Woke, indeed. In response to the terrifying realities of 1968 in America, Guston had made pictures in which Klansmen are reduced to a series of floppy hoods: tattered, flaccid, laughable. Guston’s KKK figures have no bodies, no legs — in fact no faces or even eyes — just stubby fingers pointing, or clutching equally stubby cigars. They are lampooned, defanged and deflated. They drive Noddy-cars. They are about as scary as a teddy bear.

These images of castrated power are meant to be funny in an important, incisive, pertinent way. In a lecture in 1974, Guston said, “I conceived of these figures as very pathetic, tattered, full of seams. Something pathetic about brutality, and comic also.”

Guston understood the power of satire in dismantling evil: one of the great weapons in any halfway healthy society. That’s why dictators and extremists hate it so much. It’s why 12 journalists at Charlie Hebdo lost their lives to jihadis in 2015. Why a bad joke can earn you a slap at the Oscars but a 15-year jail sentence in Saudi Arabia.

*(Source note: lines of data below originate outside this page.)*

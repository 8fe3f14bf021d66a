//! Action codec.
//!
//! An action is an index in `0..81` that packs (sub-board row, sub-board
//! column, cell row, cell column) in base 3:
//! `27 * sub_row + 9 * sub_col + 3 * cell_row + cell_col`.

use std::fmt;

use crate::error::GameError;

/// Total number of distinct actions (one per cell).
pub const NUM_ACTIONS: usize = 81;

/// Number of sub-boards on the outer grid.
pub const NUM_BOARDS: usize = 9;

/// A cell on the nested board, identified by its action index.
#[derive(Debug, Clone, Copy, PartialEq, Eq, Hash, PartialOrd, Ord)]
pub struct Action(u8);

impl Action {
    /// Build an action from its index, rejecting anything outside `0..81`.
    pub fn new(index: usize) -> Result<Self, GameError> {
        if index >= NUM_ACTIONS {
            return Err(GameError::InvalidAction(index));
        }
        Ok(Self(index as u8))
    }

    /// Build an action from board and cell coordinates (each in `0..3`).
    ///
    /// # Panics
    /// Panics if any coordinate is out of range.
    pub const fn from_coords(sub_row: usize, sub_col: usize, cell_row: usize, cell_col: usize) -> Self {
        assert!(sub_row < 3 && sub_col < 3 && cell_row < 3 && cell_col < 3);
        Self((27 * sub_row + 9 * sub_col + 3 * cell_row + cell_col) as u8)
    }

    /// Build an action from a sub-board index and a cell index (each in `0..9`).
    pub fn from_board_cell(board: usize, cell: usize) -> Result<Self, GameError> {
        if board >= NUM_BOARDS || cell >= 9 {
            return Err(GameError::InvalidAction(board * 9 + cell));
        }
        Ok(Self::from_coords(board / 3, board % 3, cell / 3, cell % 3))
    }

    /// Iterate over all 81 actions in index order.
    pub fn all() -> impl Iterator<Item = Action> {
        (0..NUM_ACTIONS as u8).map(Action)
    }

    #[inline]
    pub fn index(self) -> usize {
        self.0 as usize
    }

    #[inline]
    pub fn sub_row(self) -> usize {
        self.index() / 27
    }

    #[inline]
    pub fn sub_col(self) -> usize {
        (self.index() % 27) / 9
    }

    #[inline]
    pub fn cell_row(self) -> usize {
        (self.index() % 9) / 3
    }

    #[inline]
    pub fn cell_col(self) -> usize {
        self.index() % 3
    }

    /// Row-major index of the sub-board this action targets.
    #[inline]
    pub fn board(self) -> usize {
        self.sub_row() * 3 + self.sub_col()
    }

    /// Row-major index of the cell within its sub-board. This is also the
    /// index of the sub-board the opponent is sent to.
    #[inline]
    pub fn cell(self) -> usize {
        self.cell_row() * 3 + self.cell_col()
    }
}

impl TryFrom<usize> for Action {
    type Error = GameError;

    fn try_from(index: usize) -> Result<Self, Self::Error> {
        Action::new(index)
    }
}

impl From<Action> for usize {
    fn from(action: Action) -> Self {
        action.index()
    }
}

impl fmt::Display for Action {
    fn fmt(&self, f: &mut fmt::Formatter<'_>) -> fmt::Result {
        write!(
            f,
            "{} (board {},{} cell {},{})",
            self.0,
            self.sub_row(),
            self.sub_col(),
            self.cell_row(),
            self.cell_col()
        )
    }
}
//! ONNX Runtime evaluator for neural network inference.
//!
//! This module provides an evaluator that uses ONNX models exported by the
//! external trainer.
//!
//! # Model Format
//!
//! The ONNX model is expected to have:
//! - Input: "state" - shape (batch_size, 189) float32
//! - Input: "availability" - shape (batch_size, 81) float32
//! - Output: "policy_logits" - shape (batch_size, 81) float32
//! - Output: "value" - shape (batch_size, 1) float32

use std::path::Path;
use std::sync::atomic::{AtomicU64, Ordering};
use std::sync::Mutex;
use std::time::Instant;

use games_ultimate::{Observation, AVAILABILITY_SIZE, NUM_ACTIONS, STATE_SIZE};
use ort::{session::Session, value::Value};
use tracing::debug;

use crate::evaluator::{EvalResult, Evaluator, EvaluatorError};

/// ONNX Runtime evaluator that loads and runs neural network models.
///
/// Uses a Mutex internally because `Session::run` requires `&mut self`,
/// but the `Evaluator` trait uses `&self` for thread-safe sharing.
pub struct OnnxEvaluator {
    session: Mutex<Session>,
    /// Number of inferences performed (for diagnostics)
    inference_count: AtomicU64,
    /// Total inference time in microseconds (for diagnostics)
    total_inference_time_us: AtomicU64,
}

impl std::fmt::Debug for OnnxEvaluator {
    fn fmt(&self, f: &mut std::fmt::Formatter<'_>) -> std::fmt::Result {
        f.debug_struct("OnnxEvaluator")
            .field("inference_count", &self.inference_count.load(Ordering::Relaxed))
            .finish_non_exhaustive()
    }
}

impl OnnxEvaluator {
    /// Load an ONNX model from the given path.
    pub fn load<P: AsRef<Path>>(model_path: P, intra_threads: usize) -> Result<Self, EvaluatorError> {
        let session = Session::builder()
            .map_err(|e| {
                EvaluatorError::ModelError(format!("Failed to create session builder: {}", e))
            })?
            .with_intra_threads(intra_threads)
            .map_err(|e| EvaluatorError::ModelError(format!("Failed to set intra threads: {}", e)))?
            .commit_from_file(model_path)
            .map_err(|e| EvaluatorError::ModelError(format!("Failed to load model: {}", e)))?;

        Ok(Self::from_session(session))
    }

    fn from_session(session: Session) -> Self {
        Self {
            session: Mutex::new(session),
            inference_count: AtomicU64::new(0),
            total_inference_time_us: AtomicU64::new(0),
        }
    }

    /// Apply softmax over the entries whose availability is positive.
    fn masked_softmax(logits: &[f32], availability: &[f32]) -> Vec<f32> {
        let mut max_logit = f32::NEG_INFINITY;
        for (&logit, &avail) in logits.iter().zip(availability) {
            if avail > 0.0 && logit > max_logit {
                max_logit = logit;
            }
        }

        // Handle case where no legal moves
        if max_logit == f32::NEG_INFINITY {
            return vec![0.0; NUM_ACTIONS];
        }

        let mut exp_sum = 0.0;
        let mut exp_values = vec![0.0; NUM_ACTIONS];

        for (i, (&logit, &avail)) in logits.iter().zip(availability).enumerate().take(NUM_ACTIONS) {
            if avail > 0.0 {
                let exp_val = (logit - max_logit).exp();
                exp_values[i] = exp_val;
                exp_sum += exp_val;
            }
        }

        if exp_sum > 0.0 {
            for v in &mut exp_values {
                *v /= exp_sum;
            }
        }

        exp_values
    }

    fn record_timing(&self, started: Instant, samples: u64) {
        let elapsed_us = started.elapsed().as_micros() as u64;
        let total_us = self
            .total_inference_time_us
            .fetch_add(elapsed_us * samples, Ordering::Relaxed)
            + elapsed_us * samples;
        let before = self.inference_count.fetch_add(samples, Ordering::Relaxed);
        let count = before + samples;

        // Log stats periodically (every 10,000 inferences)
        if before / 10_000 != count / 10_000 {
            debug!(
                inferences = count,
                avg_ms = (total_us / count) as f64 / 1000.0,
                "ONNX inference stats"
            );
        }
    }
}

impl Evaluator for OnnxEvaluator {
    fn evaluate(&self, obs: &Observation) -> Result<EvalResult, EvaluatorError> {
        self.evaluate_batch(&[obs])?
            .pop()
            .ok_or_else(|| EvaluatorError::EvaluationFailed("empty batch output".to_string()))
    }

    fn evaluate_batch(&self, observations: &[&Observation]) -> Result<Vec<EvalResult>, EvaluatorError> {
        if observations.is_empty() {
            return Ok(Vec::new());
        }

        let batch_size = observations.len();

        let mut flat_state = Vec::with_capacity(batch_size * STATE_SIZE);
        let mut flat_avail = Vec::with_capacity(batch_size * AVAILABILITY_SIZE);
        for obs in observations {
            flat_state.extend_from_slice(&obs.state);
            flat_avail.extend_from_slice(&obs.availability);
        }

        let state_array = ndarray::Array2::from_shape_vec((batch_size, STATE_SIZE), flat_state)
            .map_err(|e| {
                EvaluatorError::InvalidState(format!("Failed to create state array: {}", e))
            })?;
        let avail_array = ndarray::Array2::from_shape_vec((batch_size, AVAILABILITY_SIZE), flat_avail)
            .map_err(|e| {
                EvaluatorError::InvalidState(format!("Failed to create availability array: {}", e))
            })?;

        let state_value = Value::from_array(state_array).map_err(|e| {
            EvaluatorError::ModelError(format!("Failed to create state tensor: {}", e))
        })?;
        let avail_value = Value::from_array(avail_array).map_err(|e| {
            EvaluatorError::ModelError(format!("Failed to create availability tensor: {}", e))
        })?;

        // Run inference - extract all data inside the lock scope
        let inference_start = Instant::now();
        let (policy_flat, values) = {
            let mut session = self.session.lock().map_err(|e| {
                EvaluatorError::EvaluationFailed(format!("Failed to acquire session lock: {}", e))
            })?;
            let outputs = session
                .run(ort::inputs!["state" => state_value, "availability" => avail_value])
                .map_err(|e| EvaluatorError::EvaluationFailed(format!("Inference failed: {}", e)))?;

            let policy_output = outputs.get("policy_logits").ok_or_else(|| {
                EvaluatorError::ModelError("Missing policy_logits output".to_string())
            })?;
            let (_shape, policy_data) = policy_output.try_extract_tensor::<f32>().map_err(|e| {
                EvaluatorError::ModelError(format!("Failed to extract policy tensor: {}", e))
            })?;

            let value_output = outputs
                .get("value")
                .ok_or_else(|| EvaluatorError::ModelError("Missing value output".to_string()))?;
            let (_shape, value_data) = value_output.try_extract_tensor::<f32>().map_err(|e| {
                EvaluatorError::ModelError(format!("Failed to extract value tensor: {}", e))
            })?;

            (policy_data.to_vec(), value_data.to_vec())
        };
        self.record_timing(inference_start, batch_size as u64);

        if policy_flat.len() != batch_size * NUM_ACTIONS || values.len() != batch_size {
            return Err(EvaluatorError::ModelError(format!(
                "unexpected output sizes: policy {} value {} for batch {}",
                policy_flat.len(),
                values.len(),
                batch_size
            )));
        }

        Ok(observations
            .iter()
            .zip(policy_flat.chunks_exact(NUM_ACTIONS))
            .zip(values)
            .map(|((obs, logits), value)| EvalResult {
                policy: Self::masked_softmax(logits, &obs.availability),
                value,
            })
            .collect())
    }
}

#[cfg(test)]
mod tests {
    use super::*;

    fn mask(legal: &[usize]) -> Vec<f32> {
        let mut m = vec![0.0; NUM_ACTIONS];
        for &i in legal {
            m[i] = 1.0;
        }
        m
    }

    #[test]
    fn test_masked_softmax_all_legal() {
        let logits: Vec<f32> = (0..NUM_ACTIONS).map(|i| i as f32 / 10.0).collect();
        let policy = OnnxEvaluator::masked_softmax(&logits, &[1.0; NUM_ACTIONS]);

        // Should sum to 1.0
        let sum: f32 = policy.iter().sum();
        assert!((sum - 1.0).abs() < 1e-5);

        // Higher logit should have higher probability
        assert!(policy[80] > policy[40]);
        assert!(policy[40] > policy[0]);
    }

    #[test]
    fn test_masked_softmax_with_illegal() {
        let mut logits = vec![0.0; NUM_ACTIONS];
        logits[0] = 1.0;
        logits[1] = 2.0;
        logits[2] = 3.0;
        logits[3] = 4.0;
        let policy = OnnxEvaluator::masked_softmax(&logits, &mask(&[0, 2]));

        // Sum should be 1.0
        let sum: f32 = policy.iter().sum();
        assert!((sum - 1.0).abs() < 1e-6);

        // Illegal moves should be 0
        assert!(policy[1].abs() < 1e-6);
        assert!(policy[3].abs() < 1e-6);

        // Legal move 2 (logit=3.0) should be higher than legal move 0 (logit=1.0)
        assert!(policy[2] > policy[0]);
    }

    #[test]
    fn test_masked_softmax_no_legal() {
        let logits = vec![1.0; NUM_ACTIONS];
        let policy = OnnxEvaluator::masked_softmax(&logits, &mask(&[]));

        // All should be 0
        for p in &policy {
            assert!(p.abs() < 1e-6);
        }
    }
}
//! Rules-engine errors.
//!
//! Both variants are contract violations on the caller's side: legality can
//! always be checked with [`GameState::legal_actions`](crate::GameState::legal_actions)
//! before a move is applied.

use std::fmt;

use thiserror::Error;

use crate::action::Action;
use crate::state::Outcome;

/// Why a move was rejected.
#[derive(Debug, Clone, Copy, PartialEq, Eq)]
pub enum IllegalMoveReason {
    /// The target cell already holds a mark.
    CellOccupied,
    /// The target sub-board is not one the mover may play in.
    BoardUnavailable,
}

impl fmt::Display for IllegalMoveReason {
    fn fmt(&self, f: &mut fmt::Formatter<'_>) -> fmt::Result {
        match self {
            IllegalMoveReason::CellOccupied => f.write_str("cell is occupied"),
            IllegalMoveReason::BoardUnavailable => f.write_str("sub-board is not available"),
        }
    }
}

#[derive(Debug, Clone, PartialEq, Eq, Error)]
pub enum GameError {
    #[error("Illegal move {action}: {reason}")]
    IllegalMove {
        action: Action,
        reason: IllegalMoveReason,
    },

    #[error("Game already finished: {outcome}")]
    GameAlreadyFinished { outcome: Outcome },

    #[error("Action index {0} out of range (expected 0..81)")]
    InvalidAction(usize),
}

Guston’s lumpy bumbling Klan figures show the banality of their mal-intent. The painter was under no illusions, though — born to Jewish immigrants in 1913, he had felt the full terrible force of the KKK in the 1930s when their mission of murderous hatred extended to Jews, communists and Catholics. So, despite the cartooning, the paintings’ fractured, surreal/sinister imagery of broken body parts and random detritus always carries an edge of something disturbing, malevolent.

More than that: Guston was psychologically intrigued too: what might it feel like to be that vicious, to do those terrible things? But as the British critic and novelist Olivia Laing wrote, he showed the hooded monsters as “just men, with pink hams for fists. If they were once disarmed, they can always be disarmed.”

The Guston predicament — which he didn’t live to see, as he died in 1980 — is a vivid one just now. As his daughter Musa Mayer wrote: “The paintings are essentially about white culpability — the culpability of all of us, including himself.” But in our current climate of opinion, an artist’s intentions count for little against the mere fact of displaying an image, and the sensitivities of a viewer, any viewer, however ill-informed. These paintings’ reputation is a mirror not of fluctuating attitudes to race, but of changed levels of permission about expression.

Which sums up the current problem for all satire and comedy, those great, deep, essential forms. It’s now a truism that comedy is impossible at a time when offence-taking has become an Olympic sport, and the digital realm, social media in particular, shows that satire is often a lost cause: possibly nothing is funny to everyone. It’s a bad time for telling truth to power.

For Philip Guston Now, Boston Museum of Fine Arts has commissioned a pamphlet by a trauma specialist to prepare you emotionally for the experience of seeing these works. Alternatively, you could think about what they actually mean.